Il libro di Shani Boianjiu dà voce a ragazzine spaventate e arroganti, teenager intruppate tra centri commerciali e pantaloni a zampa
C’è un altro nemico dell’esercito israeliano, e non è l’Iran o il Libano. Sono le ragazze di leva: i due anni da passare sotto le armi alla fine o durante gli studi, contro i tre dei maschi, sono uno sconto che non ha messo al riparo le forze armate da conseguenze imprevedibili.
Si è parlato molto dei giovani israeliani in India per sfuggire al servizio militare e sui giornali di Tel Aviv finiscono spesso le mattane dei soldati di leva: dagli sfregi ai prigionieri palestinesi, alla lap dance intorno al fucile, alle accuse di collusione col nemico per chi si lascia andare a battere il tempo in qualche festa improvvisata (solo per citare gli ultimi video che hanno fatto discutere). Ma questa volta è un racconto in prima persona a farci entrare nelle file dell’esercito.
Immaginate uno dei tanti soldati americani tornati dall’Iraq o dall’Afganistan col cervello in pappa, ma con tanto talento da essere riuscito a raccontare con una forza visionaria quello che lo ha fatto deragliare. Dimenticate Amos Oz, Grossman e Yoshua. Shani Boianjiu, 26 anni, ricorda di più Yzahr l’autore di La rabbia del vento, lo scrittore che 60 anni fa descrisse la pulizia etnica nei villaggi palestinesi dei soldati d’Israele. Boianjiu da voce a ragazzine spaventate e arroganti, teen ager intruppate tra centri commerciali e pantaloni a zampa, capaci a momenti di stupirti con le loro fissazioni e paranoie a tratti per la loro indipendenza. Ragazze preoccupate non di pace o di politica ma di strappare un “meglio” fatto di un lavoro decente, una buona domanda di matrimonio, un affitto abbordabile.

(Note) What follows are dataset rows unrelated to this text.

//! Wire types for the pre-install platform readiness check.
//!
//! The check library reports failures as a compound error wrapping typed
//! "kind plus remediation actions" inner errors. This module defines those
//! types and the stable details structure they convert into.

use std::collections::BTreeMap;
use std::fmt;

use serde::{Deserialize, Serialize};
use strum_macros::IntoStaticStr;

/// Remediation actions a caller can present to the user, in the order the
/// check library suggests them.
#[derive(Debug, Clone, Copy, PartialEq, Eq, Serialize, Deserialize, IntoStaticStr)]
#[serde(rename_all = "kebab-case")]
#[strum(serialize_all = "kebab-case")]
pub enum PreinstallAction {
    Reboot,
    Shutdown,
    RebootToFwSettings,
    None,
}

/// Stable tags identifying why the platform is not ready for TPM-backed
/// sealing.
#[derive(Debug, Clone, Copy, PartialEq, Eq, Serialize, Deserialize, IntoStaticStr)]
#[serde(rename_all = "kebab-case")]
#[strum(serialize_all = "kebab-case")]
pub enum PreinstallErrorKind {
    InternalError,
    NotEfi,
    SecureBootDisabled,
    SecureBootVariableMissing,
    NoSuitableTpm2Device,
    TpmDeviceFailure,
    TpmDeviceDisabled,
    TpmHierarchiesOwned,
    TpmDeviceLockout,
    InsufficientTpmCounters,
    VirtualMachineDetected,
    VarSuppliedDriversPresent,
}

/// One structured entry of a failed pre-install check. The `args` map is
/// ordered (lexicographically by key) so its JSON form is deterministic.
#[derive(Debug, Clone, PartialEq, Eq, Serialize, Deserialize)]
pub struct PreinstallErrorDetails {
    pub kind: PreinstallErrorKind,
    pub message: String,
    #[serde(skip_serializing_if = "Option::is_none")]
    pub args: Option<BTreeMap<String, serde_json::Value>>,
    pub actions: Vec<PreinstallAction>,
}

/// The typed error the check library attaches to each individual failure.
#[derive(Debug, Clone, PartialEq, Eq)]
pub struct KindAndActionsError {
    pub kind: PreinstallErrorKind,
    pub message: String,
    pub args: Option<BTreeMap<String, serde_json::Value>>,
    pub actions: Vec<PreinstallAction>,
}

impl fmt::Display for KindAndActionsError {
    fn fmt(&self, f: &mut fmt::Formatter<'_>) -> fmt::Result {
        write!(f, "{}", self.message)
    }
}

impl std::error::Error for KindAndActionsError {}

impl From<&KindAndActionsError> for PreinstallErrorDetails {
    fn from(e: &KindAndActionsError) -> Self {
        PreinstallErrorDetails {
            kind: e.kind,
            message: e.message.clone(),
            args: e.args.clone(),
            actions: e.actions.clone(),
        }
    }
}

/// A compound error wrapping one or more inner check failures, in the order
/// the check library produced them.
#[derive(Debug)]
pub struct CompoundCheckError {
    errors: Vec<Box<dyn std::error::Error + Send + Sync>>,
}

impl CompoundCheckError {
    pub fn new(errors: Vec<Box<dyn std::error::Error + Send + Sync>>) -> Self {
        CompoundCheckError { errors }
    }

    pub fn errors(&self) -> &[Box<dyn std::error::Error + Send + Sync>] {
        &self.errors
    }

    pub fn is_empty(&self) -> bool {
        self.errors.is_empty()
    }
}

impl fmt::Display for CompoundCheckError {
    fn fmt(&self, f: &mut fmt::Formatter<'_>) -> fmt::Result {
        match self.errors.len() {
            0 => write!(f, "preinstall check failed (no errors attached)"),
            1 => write!(f, "preinstall check failed: {}", self.errors[0]),
            n => write!(
                f,
                "preinstall check failed with {} errors, first: {}",
                n, self.errors[0]
            ),
        }
    }
}

impl std::error::Error for CompoundCheckError {}

#[cfg(test)]
mod tests {
    use maplit::btreemap;
    use serde_json::json;

    use super::*;

    #[test]
    fn test_details_json_shape() {
        let details = PreinstallErrorDetails {
            kind: PreinstallErrorKind::TpmDeviceLockout,
            message: "TPM is in DA lockout mode".to_string(),
            args: Some(btreemap! {
                "total-duration".to_string() => json!(230400000000000u64),
                "interval-duration".to_string() => json!(7200000000000u64),
            }),
            actions: vec![PreinstallAction::RebootToFwSettings],
        };

        let serialized = serde_json::to_string(&details).unwrap();
        // BTreeMap keys come out lexicographically sorted.
        assert_eq!(
            serialized,
            "{\"kind\":\"tpm-device-lockout\",\
             \"message\":\"TPM is in DA lockout mode\",\
             \"args\":{\"interval-duration\":7200000000000,\"total-duration\":230400000000000},\
             \"actions\":[\"reboot-to-fw-settings\"]}"
        );

        let roundtrip: PreinstallErrorDetails = serde_json::from_str(&serialized).unwrap();
        assert_eq!(roundtrip, details);
    }

    #[test]
    fn test_details_without_args() {
        let details = PreinstallErrorDetails {
            kind: PreinstallErrorKind::SecureBootDisabled,
            message: "secure boot is disabled".to_string(),
            args: None,
            actions: vec![PreinstallAction::RebootToFwSettings],
        };
        let serialized = serde_json::to_string(&details).unwrap();
        assert!(!serialized.contains("args"));
    }

    #[test]
    fn test_compound_display() {
        let compound = CompoundCheckError::new(vec![Box::new(KindAndActionsError {
            kind: PreinstallErrorKind::TpmDeviceDisabled,
            message: "TPM device is disabled".to_string(),
            args: None,
            actions: vec![PreinstallAction::RebootToFwSettings],
        })]);
        assert_eq!(
            compound.to_string(),
            "preinstall check failed: TPM device is disabled"
        );
    }
}
//! Read-only probes of EFI variables through efivarfs.

use std::{fs, io::ErrorKind, path::PathBuf};

use anyhow::{bail, Context, Error};

const EFIVARS_DIR: &str = "/sys/firmware/efi/efivars";

/// GUID of the EFI global variable namespace.
const EFI_GLOBAL_VARIABLE_GUID: &str = "8be4df61-93ca-11d2-aa0d-00e098032b8c";

/// State of an EFI variable probe.
#[derive(Debug, Clone, PartialEq, Eq)]
pub enum EfiVariableState {
    /// The firmware does not expose efivarfs at all.
    NotEfi,
    /// efivarfs exists but the variable does not.
    Missing,
    /// The variable's payload, with the 4-byte attribute header stripped.
    Present(Vec<u8>),
}

/// Reads an EFI global variable. The 4 leading attribute bytes that
/// efivarfs prepends are stripped from the returned payload.
pub fn read_global_variable(name: &str) -> Result<EfiVariableState, Error> {
    if !PathBuf::from(EFIVARS_DIR).is_dir() {
        return Ok(EfiVariableState::NotEfi);
    }

    let path = PathBuf::from(EFIVARS_DIR).join(format!("{name}-{EFI_GLOBAL_VARIABLE_GUID}"));
    let raw = match fs::read(&path) {
        Ok(raw) => raw,
        Err(e) if e.kind() == ErrorKind::NotFound => return Ok(EfiVariableState::Missing),
        Err(e) => {
            return Err(e).context(format!("Failed to read EFI variable '{}'", path.display()))
        }
    };

    if raw.len() < 4 {
        bail!(
            "EFI variable '{}' is {} bytes, too short to carry attributes",
            name,
            raw.len()
        );
    }
    Ok(EfiVariableState::Present(raw[4..].to_vec()))
}

/// Probes whether secure boot is enabled, returning the raw states so the
/// caller can distinguish a non-EFI system from a missing variable.
pub fn secure_boot_state() -> Result<EfiVariableState, Error> {
    read_global_variable("SecureBoot")
}
//! Full-disk-encryption key management for measured-boot, image-based
//! systems: building PCR protection profiles from boot load chains,
//! sealing disk unlock keys against them through a TPM 2.0 (or a
//! hook-based protector), managing LUKS2 keyslots across install and
//! factory reset, and activating encrypted volumes at early boot.
//!
//! External engines (the TPM wire protocol, the cryptsetup on-disk
//! format, partition discovery, the hook helper, the preinstall check
//! library) are consumed through traits; production bindings live next to
//! each trait where a CLI wrapper can express them.

pub mod container;
pub mod hooks;
pub mod keydata;
pub mod keyring;
pub mod keys;
pub mod preinstall;
pub mod profile;
pub mod seal;
pub mod tpm;
pub mod unlock;

#[cfg(any(test, feature = "test-utilities"))]
pub mod testutils;
//! LUKS2 container management. The on-disk format engine is consumed
//! through the [`Luks2`] trait; this module owns the naming layer on top:
//! per-slot tokens carrying a slot name, a slot kind, and optionally a
//! key data record.

pub mod bootstrap;
pub mod cryptsetup;

use std::path::{Path, PathBuf};

use anyhow::Error;
use log::debug;
use serde::{Deserialize, Serialize};

use diskseal_api::error::{DiskError, InternalError, ReportError, SealError, SlotError};

use crate::keydata::KeyData;
use crate::keys::RecoveryKey;

/// Token type tag for slots managed by this crate.
pub const TOKEN_TYPE: &str = "ubuntu-fde";

/// Name of the install-time bootstrap slot created by `format_container`.
pub const BOOTSTRAP_SLOT_NAME: &str = "bootstrap-key";

/// Formatting options for new containers.
#[derive(Debug, Clone, Default)]
pub struct FormatOptions {
    pub inline_crypto_engine: bool,
}

/// Whether a named slot holds a regular unlock key or a recovery key.
#[derive(Debug, Clone, Copy, PartialEq, Eq, Serialize, Deserialize)]
#[serde(rename_all = "kebab-case")]
pub enum SlotKind {
    Unlock,
    Recovery,
}

/// The JSON document stored in a LUKS2 token for one named slot.
#[derive(Debug, Clone, Serialize, Deserialize)]
pub struct SlotToken {
    #[serde(rename = "type")]
    pub token_type: String,
    /// LUKS2 requires keyslot references as strings.
    pub keyslots: Vec<String>,
    pub name: String,
    pub kind: SlotKind,
    #[serde(default, skip_serializing_if = "Option::is_none")]
    pub data: Option<KeyData>,
}

impl SlotToken {
    pub fn new(name: &str, kind: SlotKind, keyslot: u32, data: Option<KeyData>) -> Self {
        SlotToken {
            token_type: TOKEN_TYPE.to_string(),
            keyslots: vec![keyslot.to_string()],
            name: name.to_string(),
            kind,
            data,
        }
    }

    pub fn keyslot(&self) -> Result<u32, Error> {
        let slot = self
            .keyslots
            .first()
            .ok_or_else(|| anyhow::anyhow!("Token '{}' references no keyslots", self.name))?;
        slot.parse()
            .map_err(|_| anyhow::anyhow!("Token '{}' has malformed keyslot '{}'", self.name, slot))
    }
}

/// Native rename support is optional in LUKS2 engines; `Unsupported` makes
/// the manager fall back to copy-then-remove.
#[derive(Debug)]
pub enum NativeRenameError {
    Unsupported,
    Other(Error),
}

/// The consumed LUKS2 engine surface.
pub trait Luks2 {
    fn format(
        &mut self,
        device: &Path,
        label: &str,
        key: &[u8],
        opts: &FormatOptions,
    ) -> Result<(), Error>;

    /// Adds a keyslot authorized by `existing_key` and returns its number.
    fn add_key(&mut self, device: &Path, existing_key: &[u8], new_key: &[u8])
        -> Result<u32, Error>;

    fn kill_slot(&mut self, device: &Path, keyslot: u32) -> Result<(), Error>;

    /// Tests a key against the container, optionally pinned to one
    /// keyslot.
    fn verify_key(&self, device: &Path, key: &[u8], keyslot: Option<u32>) -> Result<bool, Error>;

    /// All tokens of this crate's type, with their token ids.
    fn tokens(&self, device: &Path) -> Result<Vec<(u32, SlotToken)>, Error>;

    fn import_token(
        &mut self,
        device: &Path,
        token: &SlotToken,
        replace_id: Option<u32>,
    ) -> Result<(), Error>;

    fn remove_token(&mut self, device: &Path, token_id: u32) -> Result<(), Error>;

    fn rename_token(
        &mut self,
        device: &Path,
        old: &str,
        new: &str,
    ) -> Result<(), NativeRenameError>;

    fn is_luks2(&self, device: &Path) -> bool;
}

fn engine_error() -> InternalError {
    InternalError::Internal("LUKS2 engine operation failed")
}

fn find_token(
    engine: &dyn Luks2,
    device: &Path,
    slot_name: &str,
) -> Result<Option<(u32, SlotToken)>, SealError> {
    let tokens = engine.tokens(device).structured(engine_error())?;
    Ok(tokens.into_iter().find(|(_, t)| t.name == slot_name))
}

fn slot_names(engine: &dyn Luks2, device: &Path) -> Result<Vec<String>, SealError> {
    let tokens = engine.tokens(device).structured(engine_error())?;
    Ok(tokens.into_iter().map(|(_, t)| t.name).collect())
}

/// Formats `device` as a LUKS2 container bound to `key` and names the
/// initial keyslot `bootstrap-key`.
pub fn format_container(
    engine: &mut dyn Luks2,
    device: &Path,
    label: &str,
    key: &[u8],
    opts: &FormatOptions,
) -> Result<(), SealError> {
    engine
        .format(device, label, key, opts)
        .structured(engine_error())?;
    let token = SlotToken::new(BOOTSTRAP_SLOT_NAME, SlotKind::Unlock, 0, None);
    engine
        .import_token(device, &token, None)
        .structured(engine_error())
}

fn add_named_key(
    engine: &mut dyn Luks2,
    device: &Path,
    slot_name: &str,
    kind: SlotKind,
    existing_key: &[u8],
    new_key: &[u8],
) -> Result<(), SealError> {
    if find_token(engine, device, slot_name)?.is_some() {
        return Err(SealError::new(SlotError::SlotExists {
            name: slot_name.to_string(),
        }));
    }
    let keyslot = engine
        .add_key(device, existing_key, new_key)
        .structured(engine_error())?;
    let token = SlotToken::new(slot_name, kind, keyslot, None);
    engine
        .import_token(device, &token, None)
        .structured(engine_error())
}

/// Adds an unlock key under a new slot name.
pub fn add_unlock_key(
    engine: &mut dyn Luks2,
    device: &Path,
    slot_name: &str,
    existing_key: &[u8],
    new_key: &[u8],
) -> Result<(), SealError> {
    add_named_key(
        engine,
        device,
        slot_name,
        SlotKind::Unlock,
        existing_key,
        new_key,
    )
}

/// Adds a recovery key under a new slot name.
pub fn add_recovery_key(
    engine: &mut dyn Luks2,
    device: &Path,
    slot_name: &str,
    existing_key: &[u8],
    recovery_key: &RecoveryKey,
) -> Result<(), SealError> {
    add_named_key(
        engine,
        device,
        slot_name,
        SlotKind::Recovery,
        existing_key,
        recovery_key.as_bytes(),
    )
}

/// Deletes a named slot: its keyslot and its token.
pub fn delete_slot(engine: &mut dyn Luks2, device: &Path, slot_name: &str) -> Result<(), SealError> {
    let (token_id, token) =
        find_token(engine, device, slot_name)?.structured(SlotError::SlotMissing {
            name: slot_name.to_string(),
        })?;
    let keyslot = token.keyslot().structured(engine_error())?;
    engine
        .kill_slot(device, keyslot)
        .structured(engine_error())?;
    engine
        .remove_token(device, token_id)
        .structured(engine_error())
}

/// Renames a slot, falling back to copy-then-remove when the engine has no
/// native token rename.
pub fn rename_slot(
    engine: &mut dyn Luks2,
    device: &Path,
    old: &str,
    new: &str,
) -> Result<(), SealError> {
    if find_token(engine, device, new)?.is_some() {
        return Err(SealError::new(SlotError::SlotExists {
            name: new.to_string(),
        }));
    }
    let (token_id, token) = find_token(engine, device, old)?.structured(SlotError::SlotMissing {
        name: old.to_string(),
    })?;

    match engine.rename_token(device, old, new) {
        Ok(()) => Ok(()),
        Err(NativeRenameError::Unsupported) => {
            debug!("LUKS2 engine has no native rename, copying token '{old}' to '{new}'");
            let mut renamed = token;
            renamed.name = new.to_string();
            engine
                .import_token(device, &renamed, None)
                .structured(engine_error())?;
            engine
                .remove_token(device, token_id)
                .structured(engine_error())
        }
        Err(NativeRenameError::Other(e)) => Err(e).structured(engine_error()),
    }
}

/// Validates and applies a rename batch.
///
/// The batch is rejected outright when a target collides with a slot that
/// is not itself being renamed away, with another target, or with any
/// source (no cycles or chains). Sources that are not present on the
/// device are silently skipped; the rest apply in input order.
pub fn rename_slots(
    engine: &mut dyn Luks2,
    device: &Path,
    renames: &[(String, String)],
) -> Result<(), SealError> {
    let present = slot_names(engine, device)?;
    let sources: Vec<&String> = renames.iter().map(|(src, _)| src).collect();

    for (_, target) in renames {
        if sources.contains(&target) {
            return Err(SealError::new(SlotError::SlotNameCycle {
                name: target.clone(),
            }));
        }
        let target_count = renames.iter().filter(|(_, t)| t == target).count();
        if target_count > 1 || (present.contains(target) && !sources.contains(&target)) {
            return Err(SealError::new(SlotError::SlotExists {
                name: target.clone(),
            }));
        }
    }

    for (source, target) in renames {
        if !present.contains(source) {
            continue;
        }
        rename_slot(engine, device, source, target)?;
    }
    Ok(())
}

/// Deletes every named slot that exists; absent names are silently
/// ignored.
pub fn delete_slots(
    engine: &mut dyn Luks2,
    device: &Path,
    slot_names: &[String],
) -> Result<(), SealError> {
    for name in slot_names {
        if find_token(engine, device, name)?.is_none() {
            continue;
        }
        delete_slot(engine, device, name)?;
    }
    Ok(())
}

fn list_slot_names_of_kind(
    engine: &dyn Luks2,
    device: &Path,
    kind: SlotKind,
) -> Result<Vec<String>, SealError> {
    let tokens = engine.tokens(device).structured(engine_error())?;
    Ok(tokens
        .into_iter()
        .filter(|(_, t)| t.kind == kind)
        .map(|(_, t)| t.name)
        .collect())
}

pub fn list_unlock_slot_names(engine: &dyn Luks2, device: &Path) -> Result<Vec<String>, SealError> {
    list_slot_names_of_kind(engine, device, SlotKind::Unlock)
}

pub fn list_recovery_slot_names(
    engine: &dyn Luks2,
    device: &Path,
) -> Result<Vec<String>, SealError> {
    list_slot_names_of_kind(engine, device, SlotKind::Recovery)
}

/// Reads the key data record stored for a slot. A missing token or a
/// token without key data yields `None`.
pub fn read_token(
    engine: &dyn Luks2,
    device: &Path,
    slot_name: &str,
) -> Result<Option<KeyData>, SealError> {
    Ok(find_token(engine, device, slot_name)?.and_then(|(_, t)| t.data))
}
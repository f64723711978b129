pub mod tpm2;
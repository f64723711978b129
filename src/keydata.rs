//! The self-describing per-slot record binding an encrypted key payload to
//! a platform protector, plus the loader that classifies legacy on-disk
//! key files.

use std::collections::BTreeSet;
use std::path::Path;

use anyhow::{bail, Context, Error};
use hmac::{Hmac, Mac};
use serde::{Deserialize, Serialize};
use serde_json::value::RawValue;
use sha2::Sha256;

use crate::keys::{DiskUnlockKey, PrimaryKey};
use crate::profile::Model;

type HmacSha256 = Hmac<Sha256>;

/// Magic prefix of pre-KeyData sealed key object files.
const SEALED_OBJECT_MAGIC: &[u8] = b"USK$";

/// Tag selecting the protector mechanism of a key data record.
#[derive(Debug, Clone, Copy, PartialEq, Eq, Serialize, Deserialize)]
#[serde(rename_all = "kebab-case")]
pub enum PlatformName {
    Tpm2,
    FdeHookV1,
    FdeHookV2,
    FdeHookV3,
    Plainkey,
}

/// KDF selection for passphrase-protected key data.
#[derive(Debug, Clone, Copy, PartialEq, Eq, Serialize, Deserialize)]
#[serde(rename_all = "kebab-case")]
pub enum KdfType {
    Argon2i,
    Argon2id,
    Pbkdf2,
}

impl KdfType {
    pub fn parse(s: &str) -> Result<Self, String> {
        match s {
            "argon2i" => Ok(KdfType::Argon2i),
            "argon2id" => Ok(KdfType::Argon2id),
            "pbkdf2" => Ok(KdfType::Pbkdf2),
            other => Err(other.to_string()),
        }
    }
}

/// KDF parameters recorded alongside a passphrase-protected payload.
#[derive(Debug, Clone, PartialEq, Serialize, Deserialize)]
pub struct KdfParams {
    #[serde(rename = "type")]
    pub kdf_type: KdfType,
    /// Wall-clock budget the KDF cost was tuned against, in milliseconds.
    pub target_duration_ms: u64,
}

pub(crate) mod base64_bytes {
    use base64::engine::general_purpose::STANDARD;
    use base64::Engine;
    use serde::{Deserialize, Deserializer, Serializer};

    pub fn serialize<S: Serializer>(bytes: &[u8], serializer: S) -> Result<S::Ok, S::Error> {
        serializer.serialize_str(&STANDARD.encode(bytes))
    }

    pub fn deserialize<'de, D: Deserializer<'de>>(deserializer: D) -> Result<Vec<u8>, D::Error> {
        let encoded = String::deserialize(deserializer)?;
        STANDARD.decode(encoded).map_err(serde::de::Error::custom)
    }
}

/// A self-describing key record. Stored either in a LUKS2 token or in a
/// standalone JSON file.
#[derive(Debug, Clone, Serialize, Deserialize)]
pub struct KeyData {
    pub platform_name: PlatformName,

    /// Opaque protector state. Kept as raw JSON so that objects, arrays
    /// and null all survive a round-trip untouched.
    #[serde(default, skip_serializing_if = "Option::is_none")]
    pub platform_handle: Option<Box<RawValue>>,

    #[serde(with = "base64_bytes")]
    pub encrypted_payload: Vec<u8>,

    #[serde(default, skip_serializing_if = "Option::is_none")]
    pub kdf: Option<KdfParams>,

    /// HMACs authorizing (model, boot mode) pairs under the primary key.
    /// Kept sorted so the serialized form is deterministic.
    #[serde(default, skip_serializing_if = "BTreeSet::is_empty")]
    pub authorized_models: BTreeSet<String>,

    /// Free-form tag scoping the policies this record participates in.
    pub role: String,
}

impl PartialEq for KeyData {
    fn eq(&self, other: &Self) -> bool {
        self.platform_name == other.platform_name
            && self.platform_handle.as_ref().map(|h| h.get())
                == other.platform_handle.as_ref().map(|h| h.get())
            && self.encrypted_payload == other.encrypted_payload
            && self.kdf == other.kdf
            && self.authorized_models == other.authorized_models
            && self.role == other.role
    }
}

impl KeyData {
    pub fn from_json(data: &[u8]) -> Result<Self, Error> {
        serde_json::from_slice(data).context("Malformed key data JSON")
    }

    pub fn to_json(&self) -> Result<Vec<u8>, Error> {
        serde_json::to_vec(self).context("Failed to serialize key data")
    }

    fn model_hmac(primary: &PrimaryKey, model: &Model, boot_mode: &str) -> String {
        let mut mac = HmacSha256::new_from_slice(primary.as_bytes())
            .expect("HMAC accepts any key length");
        mac.update(&model.canonical_bytes());
        mac.update(boot_mode.as_bytes());
        hex::encode(mac.finalize().into_bytes())
    }

    /// Adds an authorization entry for running `model` in `boot_mode`.
    pub fn authorize_model(&mut self, primary: &PrimaryKey, model: &Model, boot_mode: &str) {
        self.authorized_models
            .insert(Self::model_hmac(primary, model, boot_mode));
    }

    /// Checks whether (model, boot mode) was authorized under `primary`.
    pub fn is_model_authorized(
        &self,
        primary: &PrimaryKey,
        model: &Model,
        boot_mode: &str,
    ) -> bool {
        self.authorized_models
            .contains(&Self::model_hmac(primary, model, boot_mode))
    }
}

/// Cleartext payload carried inside a sealed record: the unlock key and
/// the primary key, each length-prefixed.
pub fn make_cleartext_payload(unlock: &DiskUnlockKey, primary: &PrimaryKey) -> Vec<u8> {
    let mut payload =
        Vec::with_capacity(4 + unlock.as_bytes().len() + primary.as_bytes().len());
    payload.extend_from_slice(&(unlock.as_bytes().len() as u16).to_be_bytes());
    payload.extend_from_slice(unlock.as_bytes());
    payload.extend_from_slice(&(primary.as_bytes().len() as u16).to_be_bytes());
    payload.extend_from_slice(primary.as_bytes());
    payload
}

/// Splits a cleartext payload back into (unlock key bytes, primary key
/// bytes).
pub fn split_cleartext_payload(payload: &[u8]) -> Result<(Vec<u8>, Vec<u8>), Error> {
    fn take(payload: &[u8]) -> Result<(Vec<u8>, &[u8]), Error> {
        if payload.len() < 2 {
            bail!("Truncated length prefix");
        }
        let len = u16::from_be_bytes([payload[0], payload[1]]) as usize;
        let rest = &payload[2..];
        if rest.len() < len {
            bail!("Truncated key ({} bytes missing)", len - rest.len());
        }
        Ok((rest[..len].to_vec(), &rest[len..]))
    }

    let (unlock, rest) = take(payload).context("Malformed cleartext payload")?;
    let (primary, rest) = take(rest).context("Malformed cleartext payload")?;
    if !rest.is_empty() {
        bail!("Trailing garbage after cleartext payload");
    }
    Ok((unlock, primary))
}

/// Classification of an on-disk key file. Modern files are KeyData JSON;
/// two legacy forms remain loadable.
#[derive(Debug)]
pub enum KeyFileKind {
    KeyData(KeyData),
    /// A pre-KeyData sealed key object, kept opaque for the legacy reseal
    /// path.
    LegacySealedObject(Vec<u8>),
    /// A raw v1 FDE hook blob, revealed out-of-process.
    LegacyFdeHookRawV1(Vec<u8>),
}

/// Loads and classifies a key file. This is the only entry point for
/// reading key files; downstream code dispatches on the returned variant.
pub fn load_key_file(path: impl AsRef<Path>) -> Result<KeyFileKind, Error> {
    let path = path.as_ref();
    let data = std::fs::read(path)
        .with_context(|| format!("Could not read key file '{}'", path.display()))?;
    classify_key_file(&data)
        .with_context(|| format!("Could not classify key file '{}'", path.display()))
}

fn classify_key_file(data: &[u8]) -> Result<KeyFileKind, Error> {
    if data.starts_with(SEALED_OBJECT_MAGIC) {
        return Ok(KeyFileKind::LegacySealedObject(data.to_vec()));
    }
    // KeyData files are JSON objects; anything else non-JSON is a raw v1
    // hook blob.
    if data.first() == Some(&b'{') {
        let key_data = KeyData::from_json(data)?;
        return Ok(KeyFileKind::KeyData(key_data));
    }
    Ok(KeyFileKind::LegacyFdeHookRawV1(data.to_vec()))
}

Il servizio militare di Yael, Avishag e Lea, le tre amiche cresciute in un piccolo villaggio di confine, è un viaggio in una paura diversa, più allucinante e immaginata che reale, che amplifica il terrore assorbito fin da piccole; a morire sono quasi sempre gli altri, i migranti che devono controllare sui monitor, i commilitoni allergici alle procedure, e quando la morte le sfiora più da vicino, e gli porta via un fratello, un fidanzato, quando le stuprano, le ragazze rispondono da veri militari: rassegnazione obbedienza e un rivolo di follia, che so una flebo di acqua ghiacciata in vena, durante un turno di guardia, uno scherzo/ sevizia a un palestinese passato nel posto di blocco nel momento sbagliato. Un rimedio del tutto inadatto per liberarle dal veleno che le ha intossicate.
Ricordate "Nella valle di Elah", il bel film di Paul Hoggis sulla disillusione di un padre militare che cercando gli assassini del figlio, soldato in Iraq, barbaramente trucidato al suo ritorno in patria scopre un universo corrotto, un figlio spacciatore e sadico, instradato nel suo percorso di morte dalle regole della guerra. Quelle che lui stesso aveva condiviso. E’ un film che viene in mente leggendo "La gente come noi non ha paura". L’immagine più forte di “Nella valle di Elah” è il padre- tradito dai suoi stessi ideali-,che appende la bandiera americana alla rovescia. E’ il segnale per la richiesta di aiuto; anche “La gente come noi non ha paura” lancia un segnale per le ragazze dell’esercito israeliano, speriamo che qualcuno lo raccolga.